I've been here before. I know I can take it. I know the cramps will get worse and then subside into a constant pain that I'll be able to cope with pretty well. After that things will start to get interesting. After that I'll be approaching the frontier of my personal experience. Not for the first time, and certainly not for the last, Jorge comes to mind. I need to distract myself.

– Hurley. Hey, Hurl!

– Yeah?

– What's, what's the longest you ever went?

– Me?

– I don't mean the other guy named Hurley that's out there with you.

– Ya gotta mouth, Joe.

– Yeah, forgive me, I'm a little tense.

– Yeah, s'tuff, ain't it?

– Uh-huh. So what's the longest?

– Almost two weeks once.

– No shit.

– Yep.

– What happened?

– Shouldn't oughta be talkin' wit' ya, Joe.

– Jesus, Hurl, what the fuck can it hurt? Oh, God!

Return of the mongoose.

– Ya OK, Joe?

– No.

– OK.

– So two weeks, huh?

– Yeah.

– What happened?

He doesn't say anything. I press my face close to one of the cracks at the edge of the door.
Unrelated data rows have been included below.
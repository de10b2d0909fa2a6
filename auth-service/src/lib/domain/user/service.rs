use std::collections::BTreeSet;
use std::sync::Arc;

use async_trait::async_trait;
use chrono::Utc;

use crate::domain::user::models::CreateUserCommand;
use crate::domain::user::models::Role;
use crate::domain::user::models::UpdateUserCommand;
use crate::domain::user::models::User;
use crate::domain::user::models::UserId;
use crate::domain::user::models::Username;
use crate::user::errors::UserError;
use crate::user::ports::UserRepository;
use crate::user::ports::UserServicePort;

/// Domain service implementation for user operations.
///
/// Concrete implementation of UserServicePort with dependency injection.
pub struct UserService<UR>
where
    UR: UserRepository,
{
    repository: Arc<UR>,
    password_hasher: auth::PasswordHasher,
}

impl<UR> UserService<UR>
where
    UR: UserRepository,
{
    pub fn new(repository: Arc<UR>) -> Self {
        Self {
            repository,
            password_hasher: auth::PasswordHasher::new(),
        }
    }

    fn new_user(
        &self,
        command: CreateUserCommand,
        roles: BTreeSet<Role>,
    ) -> Result<User, UserError> {
        let password_hash = self.password_hasher.hash(command.password.expose())?;

        Ok(User {
            id: UserId::new(),
            username: command.username,
            email: command.email,
            password_hash,
            roles,
            enabled: true,
            created_at: Utc::now(),
        })
    }
}

#[async_trait]
impl<UR> UserServicePort for UserService<UR>
where
    UR: UserRepository,
{
    async fn create_user(&self, command: CreateUserCommand) -> Result<User, UserError> {
        let user = self.new_user(command, BTreeSet::from([Role::user()]))?;

        let created_user = self.repository.create(user).await?;
        tracing::info!(
            user_id = %created_user.id,
            username = %created_user.username,
            "User registered"
        );

        Ok(created_user)
    }

    async fn get_user_by_username(&self, username: &Username) -> Result<User, UserError> {
        self.repository
            .find_by_username(username)
            .await?
            .ok_or(UserError::NotFoundByUsername(username.to_string()))
    }

    async fn delete_user(&self, username: &Username) -> Result<(), UserError> {
        self.repository.delete_by_username(username).await?;
        tracing::info!(username = %username, "User deleted");

        Ok(())
    }

    async fn update_user(
        &self,
        username: &Username,
        command: UpdateUserCommand,
    ) -> Result<User, UserError> {
        let mut user = self.get_user_by_username(username).await?;
        if command.is_empty() {
            return Ok(user);
        }

        if let Some(email) = command.email {
            user.email = email;
        }
        if let Some(password) = command.password {
            user.password_hash = self.password_hasher.hash(password.expose())?;
        }

        let updated_user = self.repository.update(user).await?;
        tracing::info!(username = %updated_user.username, "User updated");

        Ok(updated_user)
    }

    async fn list_users(&self) -> Result<Vec<User>, UserError> {
        self.repository.list_all().await
    }

    async fn set_user_enabled(
        &self,
        username: &Username,
        enabled: bool,
    ) -> Result<User, UserError> {
        let mut user = self.get_user_by_username(username).await?;
        if user.enabled == enabled {
            return Ok(user);
        }

        user.enabled = enabled;
        let updated_user = self.repository.update(user).await?;
        tracing::info!(username = %updated_user.username, enabled, "User access changed");

        Ok(updated_user)
    }

    async fn bootstrap_admin(&self, command: CreateUserCommand) -> Result<User, UserError> {
        let Some(mut user) = self.repository.find_by_username(&command.username).await? else {
            let user = self.new_user(command, BTreeSet::from([Role::user(), Role::admin()]))?;
            let created_user = self.repository.create(user).await?;
            tracing::info!(username = %created_user.username, "Administrator registered");
            return Ok(created_user);
        };

        if user.enabled && user.roles.contains(&Role::admin()) {
            return Ok(user);
        }

        user.roles.insert(Role::admin());
        user.enabled = true;
        let updated_user = self.repository.update(user).await?;
        tracing::info!(username = %updated_user.username, "Administrator role granted");

        Ok(updated_user)
    }
}

#[cfg(test)]
mod tests {
    use mockall::mock;

    use super::*;
    use crate::domain::user::models::EmailAddress;
    use crate::domain::user::models::Password;

    mock! {
        pub TestUserRepository {}

        #[async_trait]
        impl UserRepository for TestUserRepository {
            async fn create(&self, user: User) -> Result<User, UserError>;
            async fn find_by_username(&self, username: &Username) -> Result<Option<User>, UserError>;
            async fn delete_by_username(&self, username: &Username) -> Result<(), UserError>;
            async fn update(&self, user: User) -> Result<User, UserError>;
            async fn list_all(&self) -> Result<Vec<User>, UserError>;
        }
    }

    fn command(username: &str, email: &str) -> CreateUserCommand {
        CreateUserCommand::new(
            Username::new(username.to_string()).unwrap(),
            EmailAddress::new(email.to_string()).unwrap(),
            Password::new("password123".to_string()).unwrap(),
        )
    }

    fn stored_user(username: &str) -> User {
        User {
            id: UserId::new(),
            username: Username::new(username.to_string()).unwrap(),
            email: EmailAddress::new(format!("{}@example.com", username)).unwrap(),
            password_hash: "$argon2id$test_hash".to_string(),
            roles: BTreeSet::from([Role::user()]),
            enabled: true,
            created_at: Utc::now(),
        }
    }

    #[tokio::test]
    async fn test_create_user_success() {
        let mut repository = MockTestUserRepository::new();

        repository
            .expect_create()
            .withf(|user| {
                user.username.as_str() == "testuser"
                    && user.email.as_str() == "test@example.com"
                    && user.password_hash.starts_with("$argon2")
                    && user.enabled
            })
            .times(1)
            .returning(|user| Ok(user));

        let service = UserService::new(Arc::new(repository));

        let user = service
            .create_user(command("testuser", "test@example.com"))
            .await
            .expect("Failed to create user");

        assert_eq!(user.username.as_str(), "testuser");
        assert_eq!(user.roles, BTreeSet::from([Role::user()]));
        // Password is hashed with real Argon2
        assert!(auth::PasswordHasher::new()
            .verify("password123", &user.password_hash)
            .unwrap());
    }

    #[tokio::test]
    async fn test_create_user_duplicate_username() {
        let mut repository = MockTestUserRepository::new();

        repository.expect_create().times(1).returning(|user| {
            Err(UserError::UsernameAlreadyExists(
                user.username.as_str().to_string(),
            ))
        });

        let service = UserService::new(Arc::new(repository));

        let result = service
            .create_user(command("testuser", "test2@example.com"))
            .await;
        assert!(matches!(
            result.unwrap_err(),
            UserError::UsernameAlreadyExists(_)
        ));
    }

    #[tokio::test]
    async fn test_get_user_by_username_success() {
        let mut repository = MockTestUserRepository::new();

        let returned_user = stored_user("testuser");
        repository
            .expect_find_by_username()
            .withf(|u| u.as_str() == "testuser")
            .times(1)
            .returning(move |_| Ok(Some(returned_user.clone())));

        let service = UserService::new(Arc::new(repository));

        let username = Username::new("testuser".to_string()).unwrap();
        let user = service.get_user_by_username(&username).await.unwrap();
        assert_eq!(user.username, username);
    }

    #[tokio::test]
    async fn test_get_user_by_username_not_found() {
        let mut repository = MockTestUserRepository::new();

        repository
            .expect_find_by_username()
            .times(1)
            .returning(|_| Ok(None));

        let service = UserService::new(Arc::new(repository));

        let username = Username::new("nonexistent".to_string()).unwrap();
        let result = service.get_user_by_username(&username).await;
        assert!(matches!(
            result.unwrap_err(),
            UserError::NotFoundByUsername(_)
        ));
    }

    #[tokio::test]
    async fn test_delete_user_propagates_not_found() {
        let mut repository = MockTestUserRepository::new();

        repository
            .expect_delete_by_username()
            .times(1)
            .returning(|username| Err(UserError::NotFoundByUsername(username.to_string())));

        let service = UserService::new(Arc::new(repository));

        let username = Username::new("ghost".to_string()).unwrap();
        assert!(matches!(
            service.delete_user(&username).await,
            Err(UserError::NotFoundByUsername(_))
        ));
    }

    #[tokio::test]
    async fn test_update_user_rehashes_password() {
        let mut repository = MockTestUserRepository::new();

        let returned_user = stored_user("testuser");
        repository
            .expect_find_by_username()
            .times(1)
            .returning(move |_| Ok(Some(returned_user.clone())));
        repository
            .expect_update()
            .withf(|user| {
                user.email.as_str() == "new@example.com"
                    && user.password_hash.starts_with("$argon2")
            })
            .times(1)
            .returning(|user| Ok(user));

        let service = UserService::new(Arc::new(repository));

        let username = Username::new("testuser".to_string()).unwrap();
        let command = UpdateUserCommand {
            email: Some(EmailAddress::new("new@example.com".to_string()).unwrap()),
            password: Some(Password::new("new_password".to_string()).unwrap()),
        };
        let user = service.update_user(&username, command).await.unwrap();

        assert!(auth::PasswordHasher::new()
            .verify("new_password", &user.password_hash)
            .unwrap());
    }

    #[tokio::test]
    async fn test_empty_update_does_not_write() {
        let mut repository = MockTestUserRepository::new();

        let returned_user = stored_user("testuser");
        repository
            .expect_find_by_username()
            .times(1)
            .returning(move |_| Ok(Some(returned_user.clone())));
        repository.expect_update().never();

        let service = UserService::new(Arc::new(repository));

        let username = Username::new("testuser".to_string()).unwrap();
        let user = service
            .update_user(&username, UpdateUserCommand::default())
            .await
            .unwrap();
        assert_eq!(user.email.as_str(), "testuser@example.com");
    }

    #[tokio::test]
    async fn test_set_user_enabled() {
        let mut repository = MockTestUserRepository::new();

        let returned_user = stored_user("testuser");
        repository
            .expect_find_by_username()
            .times(1)
            .returning(move |_| Ok(Some(returned_user.clone())));
        repository
            .expect_update()
            .withf(|user| !user.enabled)
            .times(1)
            .returning(|user| Ok(user));

        let service = UserService::new(Arc::new(repository));

        let username = Username::new("testuser".to_string()).unwrap();
        let user = service.set_user_enabled(&username, false).await.unwrap();
        assert!(!user.enabled);
    }

    #[tokio::test]
    async fn test_set_user_enabled_unknown_user() {
        let mut repository = MockTestUserRepository::new();

        repository
            .expect_find_by_username()
            .times(1)
            .returning(|_| Ok(None));
        repository.expect_update().never();

        let service = UserService::new(Arc::new(repository));

        let username = Username::new("ghost".to_string()).unwrap();
        assert!(matches!(
            service.set_user_enabled(&username, false).await,
            Err(UserError::NotFoundByUsername(_))
        ));
    }

    #[tokio::test]
    async fn test_bootstrap_admin_creates_account() {
        let mut repository = MockTestUserRepository::new();

        repository
            .expect_find_by_username()
            .times(1)
            .returning(|_| Ok(None));
        repository
            .expect_create()
            .withf(|user| user.roles == BTreeSet::from([Role::user(), Role::admin()]))
            .times(1)
            .returning(|user| Ok(user));

        let service = UserService::new(Arc::new(repository));

        let admin = service
            .bootstrap_admin(command("root", "root@example.com"))
            .await
            .unwrap();
        assert!(admin.enabled);
    }

    #[tokio::test]
    async fn test_bootstrap_admin_promotes_existing_account() {
        let mut repository = MockTestUserRepository::new();

        let mut existing = stored_user("root");
        existing.enabled = false;
        repository
            .expect_find_by_username()
            .times(1)
            .returning(move |_| Ok(Some(existing.clone())));
        repository.expect_create().never();
        repository
            .expect_update()
            .withf(|user| {
                user.enabled
                    && user.roles.contains(&Role::admin())
                    && user.password_hash == "$argon2id$test_hash"
            })
            .times(1)
            .returning(|user| Ok(user));

        let service = UserService::new(Arc::new(repository));

        service
            .bootstrap_admin(command("root", "root@example.com"))
            .await
            .unwrap();
    }
}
– C'mon, man, I'm just trying to take my mind off the cramps.

His chair scrapes as he shifts.

– OK. Dis wuz way back. Sure ya wanta hear dis?

– Yeah, yeah.

– OK. Way back. I wuz workin' fer some bootleggers. Way back. Stuff would come in onna water, onta Long Island. I did da muscle, rode shotgun like.

– Some things don't change.

– Well ya gotta talent ya gotta stick wid it.

– Sure.

– Anyhows, no big ting, da boats is runnin' up onna shore an da guys is takin' da booze off an' we get hit.

– Another outfit?

– Naw. Law.

– Same thing.

– No lie. Specially dese coppers. Dese wuz da ones we had paid off so's we could work da beach. Decided dey'd sooner handle distribution demselves like. Did'nae even give a warnin', jus opened up. Tommy guns. Ya been shot much, Joe?

– Once or twice.

– Hurts, doan it? Kee-rist! Got me good. Riddled up me legs and me belly. Fellas got me inna car an blasted us out. Foockin' cops had a roadblock a mile up. Got us good. Blew da rig right off da road. I went out da winshield, so I missed it when dey trew a grenade inna winda. Blew dose guys ta hell. Too bad, good guys.

– What about you?

– Me? Flew twenny yards when da car crashed. Landed inna culvert next ta one a dem steel drainpipes. Used me arms ta drag meself inta it. Den, just passed out like. Time I came to, cops wuz all gone.